Alan McFetridge, Songs of the Dead
An Earth Day Exhibition at Lauderdale House, London
Join us in exploring the aftermath of this century’s most intense urban fire and the rapidly changing relationship between human expansion and the fierce face of fire. In May 2016, in the traditional lands of the Cree, Dene and unceded territory of the Métis, Fort McMurray, Alberta, the hub of Canada’s oil industry, was upturned by wildfire. The multi-billion-dollar disaster that raised entire neighbourhoods and drove 90,000 from their home in a single afternoon.
Artist and photographer Alan McFetridge visited Fort McMurray in October 2016, at the start of winter, and then again during mid-winter in 2017 to understand the local challenges in the aftermath of the Fort McMurray disaster and its meaning for life on Earth.
The exhibition is an experiment that asks how photography can better address socio-ecological issues within climate change through poetics and offer a way of resisting the norms of documentary photography, rationale or civil disruption.

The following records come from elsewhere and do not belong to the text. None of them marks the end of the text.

//! Tile construction and transformation to integer tile coordinates.

use std::sync::Arc;

use super::types::{ProjectedFeature, ProjectedGeometry, Ring};
use crate::coord::TileCoord;
use crate::tile::{GeomType, Properties};

/// A feature of a finished tile.
///
/// Coordinates are integers in `0..extent` for the part inside the tile,
/// and may extend into the buffer on any side (including negative values).
/// Point features hold all their points in a single sequence; lines hold
/// one sequence per part; polygons hold their rings with outer rings
/// clockwise in screen space and holes counter-clockwise.
#[derive(Debug, Clone, PartialEq)]
pub struct VectorTileFeature {
    pub geom_type: GeomType,
    pub geometry: Vec<Vec<[i32; 2]>>,
    pub tags: Arc<Properties>,
}

/// A finished tile.
#[derive(Debug, Clone, PartialEq)]
pub struct VectorTile {
    pub coord: TileCoord,
    pub features: Vec<VectorTileFeature>,
    /// Vertices considered while building the tile.
    pub num_points: usize,
    /// Vertices kept after simplification.
    pub num_simplified: usize,
}

impl VectorTile {
    pub fn is_empty(&self) -> bool {
        self.features.is_empty()
    }
}

/// A simplified feature still in normalized world space.
#[derive(Debug)]
struct RawFeature {
    geom_type: GeomType,
    rings: Vec<Vec<(f64, f64)>>,
    tags: Arc<Properties>,
}

/// Tile as stored in the index.
#[derive(Debug)]
pub(crate) struct InternalTile {
    pub coord: TileCoord,
    pub num_points: usize,
    pub num_simplified: usize,
    /// Features this tile was cut from, kept while the tile is a leaf of the
    /// eagerly built index so that deeper tiles can be sliced on demand.
    pub source: Option<Vec<Arc<ProjectedFeature>>>,
    pub min_x: f64,
    pub min_y: f64,
    pub max_x: f64,
    pub max_y: f64,
    features: Vec<RawFeature>,
    transformed: Option<Arc<VectorTile>>,
}

impl InternalTile {
    /// Simplifies `features` for display at `coord`.
    ///
    /// `tolerance` is in world units; zero keeps every vertex.
    pub fn create(features: &[Arc<ProjectedFeature>], coord: TileCoord, tolerance: f64) -> Self {
        let mut tile = Self {
            coord,
            num_points: 0,
            num_simplified: 0,
            source: None,
            min_x: 2.0,
            min_y: 1.0,
            max_x: -1.0,
            max_y: 0.0,
            features: Vec::with_capacity(features.len()),
            transformed: None,
        };

        for feature in features {
            tile.add_feature(feature, tolerance);
        }

        tile
    }

    fn add_feature(&mut self, feature: &ProjectedFeature, tolerance: f64) {
        self.min_x = self.min_x.min(feature.min_x);
        self.min_y = self.min_y.min(feature.min_y);
        self.max_x = self.max_x.max(feature.max_x);
        self.max_y = self.max_y.max(feature.max_y);

        let mut rings = Vec::new();
        let geom_type = match &feature.geometry {
            ProjectedGeometry::Points(points) => {
                self.num_points += points.len();
                self.num_simplified += points.len();
                rings.push(points.iter().map(|p| (p.x, p.y)).collect());
                GeomType::Point
            }
            ProjectedGeometry::Lines(lines) => {
                for line in lines {
                    self.add_line(&mut rings, line, tolerance, false, false);
                }
                GeomType::Line
            }
            ProjectedGeometry::Polygons(polygons) => {
                for polygon in polygons {
                    for (i, ring) in polygon.iter().enumerate() {
                        self.add_line(&mut rings, ring, tolerance, true, i == 0);
                    }
                }
                GeomType::Polygon
            }
        };

        if !rings.is_empty() {
            self.features.push(RawFeature {
                geom_type,
                rings,
                tags: Arc::clone(&feature.tags),
            });
        }
    }

    fn add_line(
        &mut self,
        out: &mut Vec<Vec<(f64, f64)>>,
        ring: &Ring,
        tolerance: f64,
        is_polygon: bool,
        is_outer: bool,
    ) {
        let sq_tolerance = tolerance * tolerance;

        if tolerance > 0.0 && ring.size < if is_polygon { sq_tolerance } else { tolerance } {
            self.num_points += ring.points.len();
            return;
        }

        let mut kept = Vec::with_capacity(ring.points.len());
        for p in &ring.points {
            if tolerance == 0.0 || p.importance > sq_tolerance {
                self.num_simplified += 1;
                kept.push((p.x, p.y));
            }
            self.num_points += 1;
        }

        if is_polygon {
            rewind(&mut kept, is_outer);
        }

        out.push(kept);
    }

    /// Converts the tile to integer coordinates, once.
    pub fn transform(&mut self, extent: u32) -> Arc<VectorTile> {
        if let Some(tile) = &self.transformed {
            return Arc::clone(tile);
        }

        let z2 = (1u64 << self.coord.z) as f64;
        let tx = self.coord.x as f64;
        let ty = self.coord.y as f64;
        let extent = extent as f64;

        let to_tile = |(x, y): (f64, f64)| -> [i32; 2] {
            [
                js_round(extent * (x * z2 - tx)) as i32,
                js_round(extent * (y * z2 - ty)) as i32,
            ]
        };

        let features = std::mem::take(&mut self.features)
            .into_iter()
            .map(|f| VectorTileFeature {
                geom_type: f.geom_type,
                geometry: f
                    .rings
                    .into_iter()
                    .map(|ring| ring.into_iter().map(to_tile).collect())
                    .collect(),
                tags: f.tags,
            })
            .collect();

        let tile = Arc::new(VectorTile {
            coord: self.coord,
            features,
            num_points: self.num_points,
            num_simplified: self.num_simplified,
        });
        self.transformed = Some(Arc::clone(&tile));
        tile
    }
}

/// Rounds half up, matching the rounding the tile extent was designed with.
#[inline]
fn js_round(v: f64) -> f64 {
    (v + 0.5).floor()
}

/// Ensures the ring winding: outer rings clockwise in screen space
/// (y down), holes counter-clockwise.
fn rewind(ring: &mut [(f64, f64)], clockwise: bool) {
    let len = ring.len();
    if len == 0 {
        return;
    }

    let mut area = 0.0;
    let mut j = len - 1;
    for i in 0..len {
        area += (ring[i].0 - ring[j].0) * (ring[i].1 + ring[j].1);
        j = i;
    }

    if (area > 0.0) == clockwise {
        ring.reverse();
    }
}
//! Pick command - print the features under a point as JSON.

use serde_json::Value;
use tilepaint::coord::{LonLat, WebMercatorTilingScheme};

use super::common::{build_provider, SourceArgs};
use crate::error::CliError;

/// Arguments for the pick command.
pub struct PickArgs {
    pub source: SourceArgs,
    pub lon: f64,
    pub lat: f64,
    pub zoom: u8,
}

/// Run the pick command.
pub async fn run(args: PickArgs) -> Result<(), CliError> {
    let provider = build_provider(&args.source, 256)?;
    let tile = WebMercatorTilingScheme::new()
        .position_to_tile_xy(LonLat::new(args.lon, args.lat), args.zoom)
        .ok_or_else(|| {
            CliError::Config(format!(
                "position {}, {} is outside the tiling scheme",
                args.lon, args.lat
            ))
        })?;

    // Pre-tiled picks only see cached data, so load the tile first.
    if provider.source().is_pretiled() {
        provider.request_image(tile.x, tile.y, tile.z).await;
    }

    let features = provider
        .pick_features(tile.x, tile.y, tile.z, args.lon, args.lat)
        .await;
    let json = Value::Array(features.iter().map(|f| f.to_json()).collect());
    let text = serde_json::to_string_pretty(&json).map_err(std::io::Error::from)?;
    println!("{}", text);
    Ok(())
}
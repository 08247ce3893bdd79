//! Render command - rasterize one tile to a PNG file.

use std::path::PathBuf;

use tilepaint::coord::TileCoord;
use tilepaint::render::RasterTile;
use tracing::info;

use super::common::{build_provider, SourceArgs};
use crate::error::CliError;

/// Arguments for the render command.
pub struct RenderArgs {
    pub source: SourceArgs,
    pub z: u8,
    pub x: u32,
    pub y: u32,
    pub size: u32,
    pub out: PathBuf,
}

/// Run the render command.
pub async fn run(args: RenderArgs) -> Result<(), CliError> {
    let tiles = 1u64 << args.z.min(31);
    if args.x as u64 >= tiles || args.y as u64 >= tiles {
        return Err(CliError::Config(format!(
            "tile {}/{}/{} is outside the {}x{} grid at zoom {}",
            args.z, args.x, args.y, tiles, tiles, args.z
        )));
    }

    let provider = build_provider(&args.source, args.size)?;
    let coord = TileCoord::new(args.z, args.x, args.y);

    let mut surface =
        RasterTile::new(args.size, args.size).map_err(|e| CliError::Render(e.to_string()))?;
    let stats = provider.render_tile(coord, &mut surface).await;

    let png = surface.to_png().map_err(|e| CliError::Render(e.to_string()))?;
    std::fs::write(&args.out, &png)?;

    match stats {
        Some(stats) => {
            info!(
                tile = %coord,
                features = stats.features,
                labels = stats.labels,
                painted = surface.painted_pixels(),
                "Tile rendered"
            );
            println!(
                "Wrote {} ({} features, {} labels)",
                args.out.display(),
                stats.features,
                stats.labels
            );
        }
        None => println!("Wrote blank tile {} (data unavailable)", args.out.display()),
    }
    Ok(())
}
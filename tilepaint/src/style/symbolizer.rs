//! Symbolizers: how a matched feature is drawn.

use std::fmt;

use ab_glyph::FontArc;
use tiny_skia::{Color, LineCap, LineJoin};

/// Fills polygons, optionally outlining them.
#[derive(Debug, Clone, PartialEq)]
pub struct FillSymbolizer {
    pub fill: Color,
    pub opacity: f32,
    pub stroke: Option<Color>,
    pub width: f32,
}

impl FillSymbolizer {
    pub fn new(fill: Color) -> Self {
        Self {
            fill,
            opacity: 1.0,
            stroke: None,
            width: 1.0,
        }
    }

    pub fn with_opacity(mut self, opacity: f32) -> Self {
        self.opacity = opacity;
        self
    }

    pub fn with_stroke(mut self, stroke: Color, width: f32) -> Self {
        self.stroke = Some(stroke);
        self.width = width;
        self
    }
}

/// Strokes lines and polygon outlines.
#[derive(Debug, Clone, PartialEq)]
pub struct LineSymbolizer {
    pub color: Color,
    pub width: f32,
    pub opacity: f32,
    pub cap: LineCap,
    pub join: LineJoin,
}

impl LineSymbolizer {
    pub fn new(color: Color, width: f32) -> Self {
        Self {
            color,
            width,
            opacity: 1.0,
            cap: LineCap::Butt,
            join: LineJoin::Miter,
        }
    }

    pub fn with_opacity(mut self, opacity: f32) -> Self {
        self.opacity = opacity;
        self
    }

    pub fn with_cap(mut self, cap: LineCap) -> Self {
        self.cap = cap;
        self
    }

    pub fn with_join(mut self, join: LineJoin) -> Self {
        self.join = join;
        self
    }
}

/// Draws a circle at every point.
#[derive(Debug, Clone, PartialEq)]
pub struct CircleSymbolizer {
    pub radius: f32,
    pub fill: Color,
    pub stroke: Option<Color>,
    pub width: f32,
}

impl CircleSymbolizer {
    pub fn new(radius: f32, fill: Color) -> Self {
        Self {
            radius,
            fill,
            stroke: None,
            width: 1.0,
        }
    }

    pub fn with_stroke(mut self, stroke: Color, width: f32) -> Self {
        self.stroke = Some(stroke);
        self.width = width;
        self
    }
}

/// Symbolizer of a paint rule.
#[derive(Debug, Clone, PartialEq)]
pub enum PaintSymbolizer {
    Fill(FillSymbolizer),
    Line(LineSymbolizer),
    Circle(CircleSymbolizer),
}

impl From<FillSymbolizer> for PaintSymbolizer {
    fn from(s: FillSymbolizer) -> Self {
        PaintSymbolizer::Fill(s)
    }
}

impl From<LineSymbolizer> for PaintSymbolizer {
    fn from(s: LineSymbolizer) -> Self {
        PaintSymbolizer::Line(s)
    }
}

impl From<CircleSymbolizer> for PaintSymbolizer {
    fn from(s: CircleSymbolizer) -> Self {
        PaintSymbolizer::Circle(s)
    }
}

/// Outline drawn behind text.
#[derive(Debug, Clone, Copy, PartialEq)]
pub struct Halo {
    pub color: Color,
    pub width: f32,
}

/// Draws the value of a feature property as text.
#[derive(Clone)]
pub struct TextSymbolizer {
    pub font: FontArc,
    pub property: String,
    pub size: f32,
    pub fill: Color,
    pub halo: Option<Halo>,
}

impl TextSymbolizer {
    pub fn new(font: FontArc, property: impl Into<String>, size: f32, fill: Color) -> Self {
        Self {
            font,
            property: property.into(),
            size,
            fill,
            halo: None,
        }
    }

    pub fn with_halo(mut self, color: Color, width: f32) -> Self {
        self.halo = Some(Halo { color, width });
        self
    }
}

impl fmt::Debug for TextSymbolizer {
    fn fmt(&self, f: &mut fmt::Formatter<'_>) -> fmt::Result {
        f.debug_struct("TextSymbolizer")
            .field("property", &self.property)
            .field("size", &self.size)
            .field("fill", &self.fill)
            .field("halo", &self.halo)
            .finish_non_exhaustive()
    }
}

/// Symbolizer of a label rule.
#[derive(Debug, Clone)]
pub enum LabelSymbolizer {
    Text(TextSymbolizer),
    Marker(CircleSymbolizer),
}

impl From<TextSymbolizer> for LabelSymbolizer {
    fn from(s: TextSymbolizer) -> Self {
        LabelSymbolizer::Text(s)
    }
}

impl From<CircleSymbolizer> for LabelSymbolizer {
    fn from(s: CircleSymbolizer) -> Self {
        LabelSymbolizer::Marker(s)
    }
}

/// Returns `color` with its alpha multiplied by `opacity`.
pub fn with_opacity(color: Color, opacity: f32) -> Color {
    let mut c = color;
    c.set_alpha((color.alpha() * opacity).clamp(0.0, 1.0));
    c
}

#[cfg(test)]
mod tests {
    use super::*;

    #[test]
    fn test_builders() {
        let fill = FillSymbolizer::new(Color::WHITE)
            .with_opacity(0.5)
            .with_stroke(Color::BLACK, 2.0);
        assert_eq!(fill.stroke, Some(Color::BLACK));
        assert_eq!(fill.width, 2.0);

        let line = LineSymbolizer::new(Color::BLACK, 3.0).with_cap(LineCap::Round);
        assert_eq!(line.cap, LineCap::Round);
        assert!(matches!(PaintSymbolizer::from(line), PaintSymbolizer::Line(_)));
    }

    #[test]
    fn test_with_opacity() {
        let c = with_opacity(Color::from_rgba8(255, 0, 0, 255), 0.25);
        assert!((c.alpha() - 0.25).abs() < 1e-6);
        assert_eq!(c.red(), 1.0);
    }
}
//! Coordinate types.

use std::fmt;

/// Maximum latitude representable in Web Mercator.
pub const MAX_LAT: f64 = 85.051_128_779_806_59;

/// Minimum latitude representable in Web Mercator.
pub const MIN_LAT: f64 = -MAX_LAT;

/// Deepest zoom level supported by the tiling pipeline.
pub const MAX_ZOOM: u8 = 24;

/// A tile address in the quadtree tiling scheme.
///
/// `z` is the zoom level, `x` the column (west to east) and `y` the row
/// (north to south).
#[derive(Debug, Clone, Copy, PartialEq, Eq, Hash, PartialOrd, Ord)]
pub struct TileCoord {
    pub z: u8,
    pub x: u32,
    pub y: u32,
}

impl TileCoord {
    pub const fn new(z: u8, x: u32, y: u32) -> Self {
        Self { z, x, y }
    }

    /// Returns the ancestor of this tile at `zoom`, or the tile itself when
    /// `zoom` is not shallower.
    pub fn ancestor(&self, zoom: u8) -> TileCoord {
        if zoom >= self.z {
            return *self;
        }
        let shift = self.z - zoom;
        TileCoord::new(zoom, self.x >> shift, self.y >> shift)
    }
}

impl fmt::Display for TileCoord {
    fn fmt(&self, f: &mut fmt::Formatter<'_>) -> fmt::Result {
        write!(f, "{}/{}/{}", self.z, self.x, self.y)
    }
}

/// A geographic position in degrees.
#[derive(Debug, Clone, Copy, PartialEq)]
pub struct LonLat {
    pub lon: f64,
    pub lat: f64,
}

impl LonLat {
    pub const fn new(lon: f64, lat: f64) -> Self {
        Self { lon, lat }
    }
}

/// A geographic rectangle in degrees.
#[derive(Debug, Clone, Copy, PartialEq)]
pub struct GeoRect {
    pub west: f64,
    pub south: f64,
    pub east: f64,
    pub north: f64,
}

impl GeoRect {
    /// The rectangle covered by the Web Mercator tiling scheme.
    pub const WORLD: GeoRect = GeoRect {
        west: -180.0,
        south: MIN_LAT,
        east: 180.0,
        north: MAX_LAT,
    };

    pub const fn new(west: f64, south: f64, east: f64, north: f64) -> Self {
        Self {
            west,
            south,
            east,
            north,
        }
    }

    pub fn southwest(&self) -> LonLat {
        LonLat::new(self.west, self.south)
    }

    pub fn northeast(&self) -> LonLat {
        LonLat::new(self.east, self.north)
    }

    /// Returns true if the position lies inside or on the edge of the rectangle.
    pub fn contains(&self, position: LonLat) -> bool {
        position.lon >= self.west
            && position.lon <= self.east
            && position.lat >= self.south
            && position.lat <= self.north
    }

    /// Computes the intersection of two rectangles.
    ///
    /// Returns `None` when the rectangles do not overlap.
    pub fn intersection(&self, other: &GeoRect) -> Option<GeoRect> {
        let west = self.west.max(other.west);
        let east = self.east.min(other.east);
        let south = self.south.max(other.south);
        let north = self.north.min(other.north);

        if west > east || south > north {
            return None;
        }
        Some(GeoRect::new(west, south, east, north))
    }
}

The photography is shown as an artist’s manuscript, which is expanded onto the gallery walls and doorways as prints, text and sound and then synthesised with additional works by the transdisciplinary Centre of Ecological Philosophy*. These offer alternative perspectives on the same event with an essay by researcher Antoinette Johnson, community feedback from Fort McMurray by anthropologist Emma McLoughlin, Earth observation tools by data scientists Eric Yusef and Mohamed Mazy, a recorded discussion with artist Justin Hibbs, a peer-reviewed visual essay with Dan Devit and two Dialogue Evenings.
The two Dialogue Evenings are on 10 and 17 April to expand the projects beyond artistic interpretation. Fort McMurray resident and collaborator Megan Bastien and Alan McFetridge will mediate a discussion between people at the exhibition in London, online and the Fort McMurray residents. Each night will include a keynote speaker. I would love you to attend these, email here for a link or more information.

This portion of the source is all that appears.